リニアのポイント(画像:堀内重人)© Merkmal 提供
 一方のリニアだが、国土交通省は2005(平成17)年、「実用化の基盤技術が確立したと判断できる」と総合技術評価をした。そして2006年に
「2016年度までに、他の交通機関に対して一定の競争力を有する超高速大量輸送システムとして、実用化の技術を確立することを目指す」
と表明している。最終的に、2011年の交通政策審議会中央新幹線小委員会による答申でも、超電導リニア方式が適当とされた。そして整備計画も、リニア方式で決定された。
 鉄軌道方式を推す意見も一部にあったが、事業主体のJR東海は自己負担による超電導リニア方式での建設を発表した。国土交通省はJR東海に対し、超電導磁気浮上方式による建設を指示した。
 JR東海は2009年、超電導リニア方式と従来型の新幹線方式の試算も公表している。1座席の乗客が、1km移動するのに必要な電気エネルギーを比較した場合、リニア新幹線が90~100Wh/座席・kmであるのに対し、従来型の新幹線「のぞみ」が
「29Wh/座席・km」
だった。つまり、リニア中央新幹線はひとりの乗客が同じ距離を移動するのに、従来型新幹線の3倍ほどの電気を消費する。なぜなら、電磁石をマイナス256度まで冷やさなければ、超電導という電気抵抗がゼロになる現象が発生しないことに加え、リニアのポイントが大型で重いためである。

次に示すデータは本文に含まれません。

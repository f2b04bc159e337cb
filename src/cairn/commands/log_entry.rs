use crate::commands::{start, CmdMessage, CmdResult};
use crate::error::{CairnError, Result};
use crate::location::LocationProvider;
use crate::model::{Entry, EntryKind, PayloadSource};
use crate::store::ClimbStore;
use chrono::Utc;

/// Append one entry to the active climb.
///
/// With no climb active this auto-starts one through the same path as
/// `start`, using `name_for_new` (prompted for by the CLI). Without a
/// name to fall back on it fails with `NoActiveClimb`.
pub fn run<S: ClimbStore, L: LocationProvider>(
    store: &mut S,
    location: &mut L,
    kind: EntryKind,
    payload: PayloadSource,
    name_for_new: Option<&str>,
) -> Result<CmdResult> {
    let mut result = CmdResult::default();

    let id = match store.find_active()? {
        Some(id) => id,
        None => {
            let name = name_for_new.ok_or(CairnError::NoActiveClimb)?;
            result.add_message(CmdMessage::info(
                "No active climb found. Starting a new climb...",
            ));
            let started = start::run(store, location, name)?;
            result.messages.extend(started.messages);
            started
                .climb
                .ok_or_else(|| CairnError::Store("auto-start produced no climb".to_string()))?
        }
    };

    let mut climb = store.read(&id)?;
    let time = Utc::now();
    let entry_location = location.current();
    let file_path = store.store_payload(&id, kind, &time, &payload)?;

    let entry = Entry {
        kind,
        time,
        location: entry_location,
        file_path,
    };
    climb.entries.push(entry.clone());
    // Full rewrite per append; entries are not persisted incrementally.
    store.write(&id, &climb)?;

    result.add_message(CmdMessage::success(format!(
        "{} entry logged at {}, location: {}",
        kind,
        time.to_rfc3339(),
        entry_location
    )));
    result.climb = Some(id);
    result.entry = Some(entry);
    Ok(result)
}
//! Location acquisition. The journal only needs a coordinate pair on
//! demand; where it comes from is behind [`LocationProvider`] so a real
//! GPS backend can be wired in later without touching the commands.

use crate::model::Location;
use rand::Rng;

pub trait LocationProvider {
    /// Current position. Providers that cannot produce a fix should
    /// return their best-effort last known location.
    fn current(&mut self) -> Location;
}

/// Simulated GPS: uniform random coordinates, rounded to the precision
/// the records carry.
#[derive(Debug, Default)]
pub struct StubGps;

impl LocationProvider for StubGps {
    fn current(&mut self) -> Location {
        let mut rng = rand::thread_rng();
        Location::rounded(rng.gen_range(-90.0..=90.0), rng.gen_range(-180.0..=180.0))
    }
}

/// Constant location, for tests.
#[derive(Debug, Clone, Copy)]
pub struct Fixed(pub Location);

impl LocationProvider for Fixed {
    fn current(&mut self) -> Location {
        self.0
    }
}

 ただ少子高齢化時代を迎えるに当たり、リニア新幹線は無人運転が可能であることが、大きな利点だ。人件費が、従来型の新幹線よりも割安になるため、電気代を上回る経費の削減が可能である。
 その上、品川~新大阪間が開業すれば、西へ向けた延伸も考えられないため、筆者(堀内重人、運輸評論家)はJR東海の考え方は正しいと見ている。また現時点では、従来型の新幹線と比較して約3倍の電気を消費するが、かつては液体ヘリウムを使用して-270度まで冷やさないと超電導現象は生じなかった。今後は、さらに技術革新が進むと予想されることから、マイナス220度辺りでも超電導現象が生じるようになる可能性もあり、リニア方式を採用するのが良い。
リニア中央新幹線の概要
 東京(品川)~大阪(新大阪)間を1分でも速く結ぶため、可能な限り直線的なルートで建設を行う。そして最高速度505km/hの高速走行を可能とするため、採用された浮上式の超電導リニア方式は、従来の鉄道とは全く異なるシステムだ。
 整備計画によると、経由地は甲府市付近、南アルプス中南部、名古屋市付近、奈良市付近とされている。それゆえ東海道新幹線のバイパス路線としての性格を強く持つ。

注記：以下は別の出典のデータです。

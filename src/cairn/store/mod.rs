//! # Storage Layer
//!
//! The [`ClimbStore`] trait abstracts how climb records and entry
//! payloads are persisted, so the session logic can be tested without a
//! filesystem.
//!
//! ## Implementations
//!
//! - [`fs::FileStore`]: production file-based storage, one directory per
//!   climb under the store root:
//!
//!   ```text
//!   <store_root>/
//!   ├── <climb_id>/
//!   │   ├── climb_data.json
//!   │   └── journal_entries/
//!   │       ├── text/<timestamp>.txt
//!   │       ├── audio/<timestamp>.mp3
//!   │       └── images/<timestamp>.jpg
//!   ```
//!
//! - [`memory::InMemoryStore`]: in-memory storage for tests, same
//!   semantics, no persistence.
//!
//! ## Consistency model
//!
//! The store is the single source of truth. Callers never cache climb
//! state across operations: every command asks `find_active` again and
//! re-reads the record it is about to mutate. At most one climb in the
//! store lacks `end_time`; `find_active` relies on that invariant and
//! returns the first match of a deterministic (sorted) scan.

use crate::error::Result;
use crate::model::{Climb, ClimbId, EntryKind, PayloadSource};
use chrono::{DateTime, Utc};

pub mod fs;
pub mod memory;

/// Abstract interface for climb storage.
pub trait ClimbStore {
    /// The climb currently lacking an `end_time`, if any. Scans all
    /// climbs in sorted id order; climbs without a record yet are
    /// skipped, corrupt records fail the scan.
    fn find_active(&self) -> Result<Option<ClimbId>>;

    /// Allocate a climb id and its payload directories. `name` must be
    /// non-empty and contain no whitespace; if it is already taken, the
    /// smallest unused positive suffix is appended (`a`, `a1`, `a2`).
    ///
    /// No record exists for the new id until [`ClimbStore::write`] is
    /// called.
    fn create(&mut self, name: &str) -> Result<ClimbId>;

    /// Deserialize the climb's record.
    fn read(&self, id: &ClimbId) -> Result<Climb>;

    /// Serialize and atomically replace the climb's record.
    fn write(&mut self, id: &ClimbId, climb: &Climb) -> Result<()>;

    /// All climb ids, sorted.
    fn list(&self) -> Result<Vec<ClimbId>>;

    /// Delete every climb and leave the store root present and empty.
    /// Fails with `ActiveClimb` while a climb is active. Irreversible;
    /// any user confirmation happens above the store.
    fn clear_all(&mut self) -> Result<()>;

    /// Resolve `payload` into a stored file under the climb's
    /// subdirectory for `kind`, named by `time`. Returns the stored
    /// path relative to the store root.
    fn store_payload(
        &mut self,
        id: &ClimbId,
        kind: EntryKind,
        time: &DateTime<Utc>,
        payload: &PayloadSource,
    ) -> Result<String>;
}

/// Filesystem-safe rendering of an entry timestamp, used as the payload
/// file stem. Microsecond precision keeps names unique enough within a
/// single-process session.
pub fn timestamp_key(time: &DateTime<Utc>) -> String {
    time.format("%Y-%m-%dT%H-%M-%S%.6f").to_string()
}

/// Store-root-relative path for a payload file.
pub(crate) fn payload_rel_path(id: &ClimbId, kind: EntryKind, time: &DateTime<Utc>) -> String {
    format!(
        "{}/journal_entries/{}/{}{}",
        id,
        kind.subdir(),
        timestamp_key(time),
        kind.extension()
    )
}

/// Shared name validation for [`ClimbStore::create`].
pub(crate) fn validate_name(name: &str) -> Result<()> {
    use crate::error::CairnError;

    if name.is_empty() {
        return Err(CairnError::InvalidName("name is empty".to_string()));
    }
    if name.chars().any(char::is_whitespace) {
        return Err(CairnError::InvalidName(format!(
            "'{}' contains whitespace",
            name
        )));
    }
    Ok(())
}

 2011(平成23)年5月26日に整備計画が決定され、営業主体および建設主体に指名されていたJR東海が建設することが、同年5月27日に決まった。まずは、品川~名古屋間の2027年の先行開業を目指しており、2014年12月17日に同区間の起工式が行われた。完成後は、品川~名古屋間を最速40分で結ぶ予定だ。
 その概要であるが、品川~名古屋間の実キロは、285.6kmであり、起終点も含めて六つの駅が設けられる。全線が複線電化であるが、電圧が東海道新幹線などの交流25KVから昇圧されて、交流 33KVになる。

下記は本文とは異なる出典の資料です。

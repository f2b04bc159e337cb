use crate::error::CairnError;
use chrono::{DateTime, Utc};
use serde::{Deserialize, Serialize};
use std::fmt;
use std::path::PathBuf;
use std::str::FromStr;

/// Identifier of a climb, equal to its directory name under the store root.
#[derive(Debug, Clone, PartialEq, Eq, Hash, PartialOrd, Ord, Serialize, Deserialize)]
pub struct ClimbId(String);

impl ClimbId {
    pub fn new(id: impl Into<String>) -> Self {
        Self(id.into())
    }

    pub fn as_str(&self) -> &str {
        &self.0
    }
}

impl fmt::Display for ClimbId {
    fn fmt(&self, f: &mut fmt::Formatter<'_>) -> fmt::Result {
        f.write_str(&self.0)
    }
}

/// A coordinate pair, serialized as `[lat, lon]`.
#[derive(Debug, Clone, Copy, PartialEq, Serialize, Deserialize)]
pub struct Location(pub f64, pub f64);

impl Location {
    /// Builds a location with both coordinates rounded to 6 decimal places,
    /// the precision the records carry on disk.
    pub fn rounded(lat: f64, lon: f64) -> Self {
        Self((lat * 1e6).round() / 1e6, (lon * 1e6).round() / 1e6)
    }

    pub fn lat(&self) -> f64 {
        self.0
    }

    pub fn lon(&self) -> f64 {
        self.1
    }
}

impl fmt::Display for Location {
    fn fmt(&self, f: &mut fmt::Formatter<'_>) -> fmt::Result {
        write!(f, "({:.6}, {:.6})", self.0, self.1)
    }
}

#[derive(Debug, Clone, Copy, PartialEq, Eq, Hash, Serialize, Deserialize)]
#[serde(rename_all = "lowercase")]
pub enum EntryKind {
    Text,
    Audio,
    Image,
}

impl EntryKind {
    pub const ALL: [EntryKind; 3] = [EntryKind::Text, EntryKind::Audio, EntryKind::Image];

    /// Payload subdirectory under `journal_entries/`.
    pub fn subdir(&self) -> &'static str {
        match self {
            EntryKind::Text => "text",
            EntryKind::Audio => "audio",
            EntryKind::Image => "images",
        }
    }

    /// File extension for stored payloads of this kind.
    pub fn extension(&self) -> &'static str {
        match self {
            EntryKind::Text => ".txt",
            EntryKind::Audio => ".mp3",
            EntryKind::Image => ".jpg",
        }
    }
}

impl fmt::Display for EntryKind {
    fn fmt(&self, f: &mut fmt::Formatter<'_>) -> fmt::Result {
        let s = match self {
            EntryKind::Text => "text",
            EntryKind::Audio => "audio",
            EntryKind::Image => "image",
        };
        f.write_str(s)
    }
}

impl FromStr for EntryKind {
    type Err = CairnError;

    fn from_str(s: &str) -> Result<Self, Self::Err> {
        match s.trim().to_lowercase().as_str() {
            "text" => Ok(EntryKind::Text),
            "audio" => Ok(EntryKind::Audio),
            "image" => Ok(EntryKind::Image),
            other => Err(CairnError::InvalidEntryType(other.to_string())),
        }
    }
}

/// One journal record within a climb. Immutable once appended.
#[derive(Debug, Clone, PartialEq, Serialize, Deserialize)]
pub struct Entry {
    #[serde(rename = "type")]
    pub kind: EntryKind,
    pub time: DateTime<Utc>,
    pub location: Location,
    /// Path of the stored payload, relative to the store root.
    pub file_path: String,
}

/// A climb record as persisted in `climb_data.json`.
///
/// The `end_time` key is absent from the JSON while the climb is active;
/// its presence is the sole active/closed discriminator.
#[derive(Debug, Clone, PartialEq, Serialize, Deserialize)]
pub struct Climb {
    pub start_time: DateTime<Utc>,
    pub start_location: Location,
    #[serde(default, skip_serializing_if = "Option::is_none")]
    pub end_time: Option<DateTime<Utc>>,
    #[serde(default, skip_serializing_if = "Option::is_none")]
    pub end_location: Option<Location>,
    #[serde(default)]
    pub entries: Vec<Entry>,
}

impl Climb {
    pub fn new(start_time: DateTime<Utc>, start_location: Location) -> Self {
        Self {
            start_time,
            start_location,
            end_time: None,
            end_location: None,
            entries: Vec::new(),
        }
    }

    pub fn is_active(&self) -> bool {
        self.end_time.is_none()
    }
}

/// Where an entry's payload comes from, before the store resolves it
/// into a file. Real capture devices would produce `FileRef`s.
#[derive(Debug, Clone, PartialEq)]
pub enum PayloadSource {
    Text(String),
    FileRef(PathBuf),
    Placeholder(String),
}

#[cfg(test)]
mod tests {
    use super::*;

    #[test]
    fn active_climb_serializes_without_end_time_key() {
        let climb = Climb::new(Utc::now(), Location::rounded(46.5, 7.9));
        let json = serde_json::to_string(&climb).unwrap();
        assert!(!json.contains("end_time"));
        assert!(!json.contains("end_location"));
    }

    #[test]
    fn closed_climb_round_trips() {
        let mut climb = Climb::new(Utc::now(), Location::rounded(46.5, 7.9));
        climb.entries.push(Entry {
            kind: EntryKind::Text,
            time: Utc::now(),
            location: Location::rounded(-12.345678, 99.000001),
            file_path: "ridge/journal_entries/text/x.txt".to_string(),
        });
        climb.end_time = Some(Utc::now());
        climb.end_location = Some(Location::rounded(46.6, 8.0));

        let json = serde_json::to_string(&climb).unwrap();
        let parsed: Climb = serde_json::from_str(&json).unwrap();
        assert_eq!(climb, parsed);
    }

    #[test]
    fn entry_kind_serializes_lowercase() {
        let json = serde_json::to_string(&EntryKind::Image).unwrap();
        assert_eq!(json, "\"image\"");
    }

    #[test]
    fn entry_kind_parses_with_whitespace_and_case() {
        assert_eq!(" Audio ".parse::<EntryKind>().unwrap(), EntryKind::Audio);
        assert!(matches!(
            "video".parse::<EntryKind>(),
            Err(CairnError::InvalidEntryType(_))
        ));
    }

    #[test]
    fn location_rounds_to_six_decimals() {
        let loc = Location::rounded(1.23456789, -2.98765432);
        assert_eq!(loc, Location(1.234568, -2.987654));
    }

    #[test]
    fn location_serializes_as_pair() {
        let json = serde_json::to_string(&Location(1.5, -2.5)).unwrap();
        assert_eq!(json, "[1.5,-2.5]");
    }
}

 最高速度は505km/hの高速運転を実施するため、最小曲線半径は8000mと、東海道新幹線などのフル規格新幹線の4000mよりも大幅に緩和されている。粘着に頼らない磁気浮上式で走行することから、最急勾配も40‰(水平距離1000mに対し40mの垂直距離を持つ勾配)という急勾配が設けることが可能になった。
 品川~名古屋(新大阪)間を1分でも速く結ぶため、南アルプスをトンネルでぶち抜いて、可能な限り直線としたことから、品川~名古屋間の86%に当たる246.6kmが、トンネルである。その後の予定は、最短で2037年までに新大阪間を全線開業させ、品川~新大阪間を最速67分で結ぶ予定だ。
 だがリニア中央新幹線の工事により、静岡県が大井川の流量が減少することへの懸念を抱いたため、静岡県のトンネル工事の着手に反対することになった。その結果的にJR東海は、
「2027年開業は困難」
との見解を2020年7月時点で示した。